Si hace un año nos hacíamos eco de que en Corea del Sur el porno deepfake se había convertido en una “epidemia”, hoy la noticia son un puñado de coreanos que preferían ver desnudas a personas reales… y para eso montaron una de las mayores tramas de espionaje digital de sus conciudadanos: más de 120.000 cámaras IP fueron hackeadas por cuatro individuos que actuaron, en principio, de manera independiente. Las autoridades describieron el caso como una de las intrusiones más masivas de la última década.
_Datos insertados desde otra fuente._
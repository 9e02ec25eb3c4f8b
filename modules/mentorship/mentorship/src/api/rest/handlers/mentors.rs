use axum::Json;
use axum::extract::{Path, State};
use axum::http::Uri;
use directory_sdk::UserSummary;
use uuid::Uuid;

use super::ApiResult;
use crate::api::rest::error::domain_error_to_problem;
use crate::api::rest::routes::AppState;
use crate::contract::AuthContext;

pub(in crate::api::rest) async fn list_mentors(
    State(state): State<AppState>,
    uri: Uri,
    _ctx: AuthContext,
) -> ApiResult<Json<Vec<UserSummary>>> {
    let mentors = state
        .service
        .list_mentors()
        .await
        .map_err(|e| domain_error_to_problem(&e, uri.path()))?;
    Ok(Json(mentors))
}

pub(in crate::api::rest) async fn mentor_slots(
    State(state): State<AppState>,
    uri: Uri,
    _ctx: AuthContext,
    Path(id): Path<Uuid>,
) -> ApiResult<Json<Vec<String>>> {
    let slots = state
        .service
        .mentor_slots(id)
        .await
        .map_err(|e| domain_error_to_problem(&e, uri.path()))?;
    Ok(Json(slots))
}
use directory_sdk::Role;
use uuid::Uuid;

/// Already-authenticated caller identity, passed explicitly into every
/// operation. The core performs role and ownership checks against it but
/// never verifies credentials; that happened upstream.
#[derive(Debug, Clone, Copy, PartialEq, Eq)]
pub struct AuthContext {
    pub user_id: Uuid,
    pub role: Role,
}

impl AuthContext {
    #[must_use]
    pub fn new(user_id: Uuid, role: Role) -> Self {
        Self { user_id, role }
    }

    #[must_use]
    pub fn is(&self, role: Role) -> bool {
        self.role == role
    }
}
use axum::Json;
use axum::extract::{Path, State};
use axum::http::Uri;
use axum::response::{IntoResponse, Response};
use http::StatusCode;
use mentorship_sdk::{Session, SessionWithCounterpart};
use uuid::Uuid;

use super::ApiResult;
use crate::api::rest::dto::{BookSessionBody, UpdateSessionStatusBody};
use crate::api::rest::error::domain_error_to_problem;
use crate::api::rest::routes::AppState;
use crate::contract::AuthContext;

pub(in crate::api::rest) async fn book(
    State(state): State<AppState>,
    uri: Uri,
    ctx: AuthContext,
    Json(body): Json<BookSessionBody>,
) -> ApiResult<Response> {
    let session = state
        .service
        .book_session(&ctx, body.mentor_id, &body.date)
        .await
        .map_err(|e| domain_error_to_problem(&e, uri.path()))?;
    Ok((StatusCode::CREATED, Json(session)).into_response())
}

pub(in crate::api::rest) async fn update_status(
    State(state): State<AppState>,
    uri: Uri,
    ctx: AuthContext,
    Path(id): Path<Uuid>,
    Json(body): Json<UpdateSessionStatusBody>,
) -> ApiResult<Json<Session>> {
    let session = state
        .service
        .update_session_status(&ctx, id, body.status)
        .await
        .map_err(|e| domain_error_to_problem(&e, uri.path()))?;
    Ok(Json(session))
}

pub(in crate::api::rest) async fn list_for_mentee(
    State(state): State<AppState>,
    uri: Uri,
    ctx: AuthContext,
) -> ApiResult<Json<Vec<SessionWithCounterpart>>> {
    let sessions = state
        .service
        .list_sessions_for_mentee(&ctx)
        .await
        .map_err(|e| domain_error_to_problem(&e, uri.path()))?;
    Ok(Json(sessions))
}

pub(in crate::api::rest) async fn list_for_mentor(
    State(state): State<AppState>,
    uri: Uri,
    ctx: AuthContext,
) -> ApiResult<Json<Vec<SessionWithCounterpart>>> {
    let sessions = state
        .service
        .list_sessions_for_mentor(&ctx)
        .await
        .map_err(|e| domain_error_to_problem(&e, uri.path()))?;
    Ok(Json(sessions))
}
use async_trait::async_trait;
use uuid::Uuid;

use crate::domain::error::DomainError;

/// Repository trait for a mentor's availability slots.
///
/// Slots are opaque timestamp strings; the gate never validates session
/// dates against them. Replacement is whole-list, last writer wins.
#[async_trait]
pub trait SlotsRepository: Send + Sync {
    /// Ordered slots of a mentor.
    ///
    /// # Errors
    /// [`DomainError::Database`] on storage failure.
    async fn list_for(&self, mentor_id: Uuid) -> Result<Vec<String>, DomainError>;

    /// Replace the whole list for a mentor in one transaction.
    ///
    /// # Errors
    /// [`DomainError::Database`] on storage failure.
    async fn replace(&self, mentor_id: Uuid, slots: &[String]) -> Result<(), DomainError>;
}
use std::sync::Arc;

use axum::Router;
use axum::routing::{delete, get, patch, post, put};

use super::handlers::{availability, mentors, requests, sessions};
use crate::domain::service::Service;

/// Shared state for the REST surface.
#[derive(Clone)]
pub struct AppState {
    pub service: Arc<Service>,
}

/// Build the module router. Paths are rooted at `/api` by convention of
/// the hosting server; the router itself carries the full paths so it can
/// be merged or served standalone in tests.
pub fn router(service: Arc<Service>) -> Router {
    let state = AppState { service };
    Router::new()
        .route("/api/requests", post(requests::create_request))
        .route("/api/requests/sent", get(requests::list_sent))
        .route("/api/requests/received", get(requests::list_received))
        .route("/api/requests/accepted", get(requests::list_accepted))
        .route("/api/requests/{id}", patch(requests::decide))
        .route("/api/requests/{id}", delete(requests::cancel))
        .route("/api/sessions", post(sessions::book))
        .route("/api/sessions/{id}/status", patch(sessions::update_status))
        .route("/api/sessions/mentee", get(sessions::list_for_mentee))
        .route("/api/sessions/mentor", get(sessions::list_for_mentor))
        .route("/api/availability", get(availability::my_slots))
        .route("/api/availability", put(availability::replace_slots))
        .route("/api/mentors", get(mentors::list_mentors))
        .route("/api/mentors/{id}/availability", get(mentors::mentor_slots))
        .with_state(state)
}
La Agencia Nacional de Policía anunció las detenciones el domingo, desvelando el alcance de una actividad criminal que ha puesto en entredicho la seguridad de millones de usuarios y que exponen, nuevamente, los riesgos de la cultura digital hiperconectada del país.
Según las autoridades, los implicados explotan vulnerabilidades básicas como contraseñas predefinidas o extremadamente simplespermitiéndoles acceder sin dificultad a los dispositivos de millas de ciudadanos.
Los sospechosos —todos ellos sin relación entre sí— se infiltraron en cámaras que se encontraron en viviendas particulares y en diversos locales privados.
Indignación social y una llamada urgente a reformar la cultura digital
El anuncio de las detenciones ha provocado una ola de indignación entre los ciudadanos, colectivos feministas y expertos en privacidad digital. Las organizaciones sociales advierten que las víctimas de este tipo de delitos pueden enfrentarse a traumas duraderos, agresiones, acoso y daños irreparables a su reputación.
La propia policía ha calificado estos ataques como “crímenes graves que causan un dolor enorme”, y ha prometido una ofensiva más amplia para erradicar la práctica. Mientras continúa la investigación, permanece abierta la interrogante más inquietante: ¿cuántas personas fueron grabadas sin saberlo?
El número de víctimas podría ser imposible de determinar, ya que muchas cámaras infiltradas estaban instaladas en espacios privados con presencia ocasional de menores, o de pacientes/clientes vulnerables.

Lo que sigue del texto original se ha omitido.